What you need to do
Exactly as written, copy the lines of the data below from the first through the one containing "pub const fn is_terminal(self)".

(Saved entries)

• • • •

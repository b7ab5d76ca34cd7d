//! Asynchronous action lifecycle.
//!
//! An action slot tracks one named remote operation. Its state moves
//! `Idle -> Started -> {Success, Failed}` and may re-enter `Started` on every
//! new invocation. User-facing faults are published next to the state as
//! [`OneShotEvent`]s.
//!
//! - [`ActionSlot`]: the observable state and fault channel of one action.
//! - [`ActionRunner`]: launches an action on a [`TaskScope`] and publishes its
//!   lifecycle into a slot.
//! - [`TaskScope`]: caller-owned cancellation scope for launched tasks.

mod runner;
mod scope;

use std::fmt;

use serde::{Deserialize, Serialize};
use tokio::sync::watch;

pub use runner::{ActionRunner, FailurePolicy};
pub use scope::{CancelToken, TaskScope};

use crate::event::OneShotEvent;
use crate::fault::WebFault;

/// Lifecycle of one asynchronous action.
#[derive(Debug, Clone, Copy, PartialEq, Eq, Hash, Default, Serialize, Deserialize)]
#[serde(rename_all = "SCREAMING_SNAKE_CASE")]
pub enum ActionState {
    /// Never invoked.
    #[default]
    Idle,
    /// Invoked and not yet finished.
    Started,
    /// Last invocation completed normally.
    Success,
    /// Last invocation raised a fault.
    Failed,
}

impl ActionState {
    /// Returns `true` for `Success` and `Failed`.
    #[must_use]
    pub const fn is_terminal(self) -> bool {
        matches!(self, Self::Success | Self::Failed)
    }
}

impl fmt::Display for ActionState {
    fn fmt(&self, f: &mut fmt::Formatter<'_>) -> fmt::Result {
        match self {
            Self::Idle => write!(f, "idle"),
            Self::Started => write!(f, "started"),
            Self::Success => write!(f, "success"),
            Self::Failed => write!(f, "failed"),
        }
    }
}

/// Fault channel of a slot: the latest user-facing fault, consumable once.
pub type FaultEvent = Option<OneShotEvent<WebFault>>;

/// Observable state and fault channel for one named action.
///
/// Publishing always overwrites the previous value, so observers only ever
/// see the latest state. Publishing succeeds even if nobody is subscribed.
#[derive(Debug)]
pub struct ActionSlot {
    name: &'static str,
    state: watch::Sender<ActionState>,
    fault: watch::Sender<FaultEvent>,
}

impl ActionSlot {
    /// Creates an idle slot with no fault.
    #[must_use]
    pub fn new(name: &'static str) -> Self {
        let (state, _) = watch::channel(ActionState::Idle);
        let (fault, _) = watch::channel(None);
        Self { name, state, fault }
    }

    /// The action name, used in log fields.
    #[must_use]
    pub const fn name(&self) -> &'static str {
        self.name
    }

    /// Current state.
    #[must_use]
    pub fn state(&self) -> ActionState {
        *self.state.borrow()
    }

    /// Subscribes to state changes. The receiver sees the current value.
    #[must_use]
    pub fn subscribe_state(&self) -> watch::Receiver<ActionState> {
        self.state.subscribe()
    }

    /// Latest fault event, if any was published.
    #[must_use]
    pub fn fault(&self) -> FaultEvent {
        self.fault.borrow().clone()
    }

    /// Subscribes to fault events. The receiver sees the latest event, which
    /// may already be handled.
    #[must_use]
    pub fn subscribe_fault(&self) -> watch::Receiver<FaultEvent> {
        self.fault.subscribe()
    }

    pub(crate) fn publish_state(&self, state: ActionState) {
        self.state.send_replace(state);
    }

    pub(crate) fn publish_fault(&self, fault: WebFault) {
        self.fault.send_replace(Some(OneShotEvent::new(fault)));
    }
}
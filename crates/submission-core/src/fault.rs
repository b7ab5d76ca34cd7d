//! Fault types raised by submission actions.
//!
//! Every failure an action can produce is one of three variants:
//!
//! - [`WebFault`]: the remote service rejected the request or could not be
//!   reached at the protocol level. These are the only faults a user sees.
//! - [`TransactionFault`]: a local multi-step operation failed. If its inner
//!   cause is a [`WebFault`] the two are the same failure and the inner fault
//!   is surfaced instead of the wrapper.
//! - [`UnclassifiedFault`]: anything else. Recorded for diagnostics only.
//!
//! Routing is decided by [`classify`], a pure function over [`Fault`].

use std::fmt;

use serde::{Deserialize, Serialize};
use thiserror::Error;

/// A failure raised by an asynchronous submission action.
#[derive(Debug, Clone, PartialEq, Eq, Error)]
pub enum Fault {
    /// The remote service rejected the request.
    #[error(transparent)]
    Web(#[from] WebFault),

    /// A local composite operation failed.
    #[error(transparent)]
    Transaction(#[from] TransactionFault),

    /// Any other failure.
    #[error(transparent)]
    Unclassified(#[from] UnclassifiedFault),
}

impl Fault {
    /// Creates a web fault from a status code and reason.
    #[must_use]
    pub fn web(status: u16, reason: impl Into<String>) -> Self {
        Self::Web(WebFault::new(status, reason))
    }

    /// Creates a transaction fault with an optional inner cause.
    #[must_use]
    pub fn transaction(transaction: impl Into<String>, inner: Option<Self>) -> Self {
        Self::Transaction(TransactionFault::new(transaction, inner))
    }

    /// Creates an unclassified fault.
    #[must_use]
    pub fn unclassified(message: impl Into<String>) -> Self {
        Self::Unclassified(UnclassifiedFault::new(message))
    }

    /// Short variant name used in log fields.
    #[must_use]
    pub const fn kind_name(&self) -> &'static str {
        match self {
            Self::Web(_) => "web",
            Self::Transaction(_) => "transaction",
            Self::Unclassified(_) => "unclassified",
        }
    }
}

/// The remote service rejected a request or was unreachable.
#[derive(Debug, Clone, PartialEq, Eq, Serialize, Deserialize, Error)]
#[error("web request failed with status {status}: {reason}")]
pub struct WebFault {
    /// Protocol status code (HTTP status for the submission service).
    pub status: u16,
    /// Human readable reason reported by the service or transport.
    pub reason: String,
}

impl WebFault {
    /// Creates a new web fault.
    #[must_use]
    pub fn new(status: u16, reason: impl Into<String>) -> Self {
        Self {
            status,
            reason: reason.into(),
        }
    }

    /// Maps the status code onto a coarse kind for presentation.
    #[must_use]
    pub const fn kind(&self) -> WebFaultKind {
        match self.status {
            400 => WebFaultKind::BadRequest,
            401 => WebFaultKind::Unauthorized,
            403 => WebFaultKind::Forbidden,
            404 => WebFaultKind::NotFound,
            410 => WebFaultKind::Gone,
            500..=599 => WebFaultKind::ServerError,
            _ => WebFaultKind::Unexpected,
        }
    }
}

/// Coarse classification of a [`WebFault`] status code.
#[derive(Debug, Clone, Copy, PartialEq, Eq, Hash, Serialize, Deserialize)]
#[serde(rename_all = "snake_case")]
pub enum WebFaultKind {
    /// 400.
    BadRequest,
    /// 401.
    Unauthorized,
    /// 403.
    Forbidden,
    /// 404.
    NotFound,
    /// 410, the resource was already redeemed.
    Gone,
    /// Any 5xx.
    ServerError,
    /// Any other status, including transport-level failures reported as 0.
    Unexpected,
}

/// A local multi-step operation failed.
#[derive(Debug, Clone, PartialEq, Eq, Error)]
#[error("transaction '{transaction}' failed")]
pub struct TransactionFault {
    /// Name of the transaction that failed.
    pub transaction: String,
    /// The fault that aborted the transaction, if known.
    #[source]
    pub inner: Option<Box<Fault>>,
}

impl TransactionFault {
    /// Creates a new transaction fault.
    #[must_use]
    pub fn new(transaction: impl Into<String>, inner: Option<Fault>) -> Self {
        Self {
            transaction: transaction.into(),
            inner: inner.map(Box::new),
        }
    }

    /// Returns the inner web fault, if the transaction was aborted by one.
    #[must_use]
    pub fn web_cause(&self) -> Option<&WebFault> {
        match self.inner.as_deref() {
            Some(Fault::Web(web)) => Some(web),
            _ => None,
        }
    }
}

/// A failure that is neither a web fault nor a transaction fault.
#[derive(Debug, Clone, PartialEq, Eq, Error)]
#[error("{message}")]
pub struct UnclassifiedFault {
    /// Description of the failure.
    pub message: String,
}

impl UnclassifiedFault {
    /// Creates a new unclassified fault.
    #[must_use]
    pub fn new(message: impl Into<String>) -> Self {
        Self {
            message: message.into(),
        }
    }
}

/// Category attached to a diagnostics report.
///
/// Everything the runner reports is `Internal`; the enum leaves room for
/// sinks that also receive reports from other layers.
#[derive(Debug, Clone, Copy, PartialEq, Eq, Hash, Serialize, Deserialize)]
#[serde(rename_all = "snake_case")]
#[non_exhaustive]
pub enum FaultCategory {
    /// Implementation defect or unexpected local failure.
    Internal,
}

impl fmt::Display for FaultCategory {
    fn fmt(&self, f: &mut fmt::Formatter<'_>) -> fmt::Result {
        match self {
            Self::Internal => write!(f, "internal"),
        }
    }
}

/// Where a fault goes after classification.
#[derive(Debug, Clone, PartialEq, Eq)]
pub enum Classification {
    /// Forward this web fault to the caller's fault event.
    Surface(WebFault),
    /// Send the fault, unchanged, to diagnostics under the given category.
    Report(Fault, FaultCategory),
}

impl Classification {
    /// Returns `true` if the fault is shown to the user.
    #[must_use]
    pub const fn is_user_facing(&self) -> bool {
        matches!(self, Self::Surface(_))
    }
}

/// Decides whether a fault is user-facing or diagnostic-only.
///
/// | Fault                                  | Result                 |
/// |----------------------------------------|------------------------|
/// | `Web`                                  | `Surface(web)`         |
/// | `Transaction` with a `Web` inner cause | `Surface(inner)`       |
/// | `Transaction` with any other cause     | `Report(_, Internal)`  |
/// | `Unclassified`                         | `Report(_, Internal)`  |
#[must_use]
pub fn classify(fault: Fault) -> Classification {
    match fault {
        Fault::Web(web) => Classification::Surface(web),
        Fault::Transaction(tx) => match tx.web_cause() {
            Some(web) => Classification::Surface(web.clone()),
            None => Classification::Report(Fault::Transaction(tx), FaultCategory::Internal),
        },
        unclassified @ Fault::Unclassified(_) => {
            Classification::Report(unclassified, FaultCategory::Internal)
        },
    }
}
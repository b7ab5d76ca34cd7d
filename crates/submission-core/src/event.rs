//! Single-consumption event wrapper.
//!
//! Slots are backed by `tokio::sync::watch`, which hands the latest value to
//! every new receiver. An [`OneShotEvent`] shares its handled flag between all
//! clones, so the first observer to call [`OneShotEvent::take`] consumes it and
//! every later or rebound observer gets `None`. The payload stays readable
//! through [`OneShotEvent::peek`].

use std::fmt;
use std::sync::Arc;
use std::sync::atomic::{AtomicBool, Ordering};

/// A value delivered to observers at most once.
pub struct OneShotEvent<T> {
    payload: Arc<T>,
    handled: Arc<AtomicBool>,
}

impl<T> OneShotEvent<T> {
    /// Wraps a payload in a fresh, unhandled event.
    #[must_use]
    pub fn new(payload: T) -> Self {
        Self {
            payload: Arc::new(payload),
            handled: Arc::new(AtomicBool::new(false)),
        }
    }

    /// Returns the payload if no observer has consumed this event yet, and
    /// marks it handled.
    #[must_use]
    pub fn take(&self) -> Option<&T> {
        if self.handled.swap(true, Ordering::AcqRel) {
            None
        } else {
            Some(self.payload.as_ref())
        }
    }

    /// Returns the payload regardless of whether it was handled.
    #[must_use]
    pub fn peek(&self) -> &T {
        &self.payload
    }

    /// Returns `true` once some observer has consumed the event.
    #[must_use]
    pub fn is_handled(&self) -> bool {
        self.handled.load(Ordering::Acquire)
    }
}

impl<T> Clone for OneShotEvent<T> {
    fn clone(&self) -> Self {
        Self {
            payload: Arc::clone(&self.payload),
            handled: Arc::clone(&self.handled),
        }
    }
}

impl<T: fmt::Debug> fmt::Debug for OneShotEvent<T> {
    fn fmt(&self, f: &mut fmt::Formatter<'_>) -> fmt::Result {
        f.debug_struct("OneShotEvent")
            .field("payload", &self.payload)
            .field("handled", &self.is_handled())
            .finish()
    }
}

#[cfg(test)]
mod tests {
    use tokio::sync::watch;

    use super::*;

    #[test]
    fn take_consumes_once() {
        let event = OneShotEvent::new(42);
        assert!(!event.is_handled());
        assert_eq!(event.take(), Some(&42));
        assert!(event.is_handled());
        assert_eq!(event.take(), None);
        assert_eq!(*event.peek(), 42);
    }

    #[test]
    fn clones_share_handled_flag() {
        let event = OneShotEvent::new("registered");
        let replay = event.clone();
        assert_eq!(event.take(), Some(&"registered"));
        assert_eq!(replay.take(), None);
        assert_eq!(*replay.peek(), "registered");
    }

    #[test]
    fn late_watch_subscriber_does_not_reconsume() {
        let (tx, first) = watch::channel(None::<OneShotEvent<u16>>);
        tx.send_replace(Some(OneShotEvent::new(404)));

        let seen = first.borrow().as_ref().and_then(|e| e.take().copied());
        assert_eq!(seen, Some(404));

        let late = tx.subscribe();
        let replayed = late.borrow();
        let event = replayed.as_ref().expect("watch replays the last value");
        assert!(event.take().is_none());
        assert_eq!(*event.peek(), 404);
    }

    #[test]
    fn fresh_publish_is_unhandled_again() {
        let first = OneShotEvent::new(1);
        let _ = first.take();
        let second = OneShotEvent::new(2);
        assert_eq!(second.take(), Some(&2));
    }
}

• • • •

Problem solution
repository b7ab5d76ca34cd7d
//! Asynchronous action lifecycle.
//!
//! An action slot tracks one named remote operation. Its state moves
//! `Idle -> Started -> {Success, Failed}` and may re-enter `Started` on every
//! new invocation. User-facing faults are published next to the state as
//! [`OneShotEvent`]s.
//!
//! - [`ActionSlot`]: the observable state and fault channel of one action.
//! - [`ActionRunner`]: launches an action on a [`TaskScope`] and publishes its
//!   lifecycle into a slot.
//! - [`TaskScope`]: caller-owned cancellation scope for launched tasks.

mod runner;
mod scope;

use std::fmt;

use serde::{Deserialize, Serialize};
use tokio::sync::watch;

pub use runner::{ActionRunner, FailurePolicy};
pub use scope::{CancelToken, TaskScope};

use crate::event::OneShotEvent;
use crate::fault::WebFault;

/// Lifecycle of one asynchronous action.
#[derive(Debug, Clone, Copy, PartialEq, Eq, Hash, Default, Serialize, Deserialize)]
#[serde(rename_all = "SCREAMING_SNAKE_CASE")]
pub enum ActionState {
    /// Never invoked.
    #[default]
    Idle,
    /// Invoked and not yet finished.
    Started,
    /// Last invocation completed normally.
    Success,
    /// Last invocation raised a fault.
    Failed,
}

impl ActionState {
    /// Returns `true` for `Success` and `Failed`.
    #[must_use]
    pub const fn is_terminal(self) -> bool {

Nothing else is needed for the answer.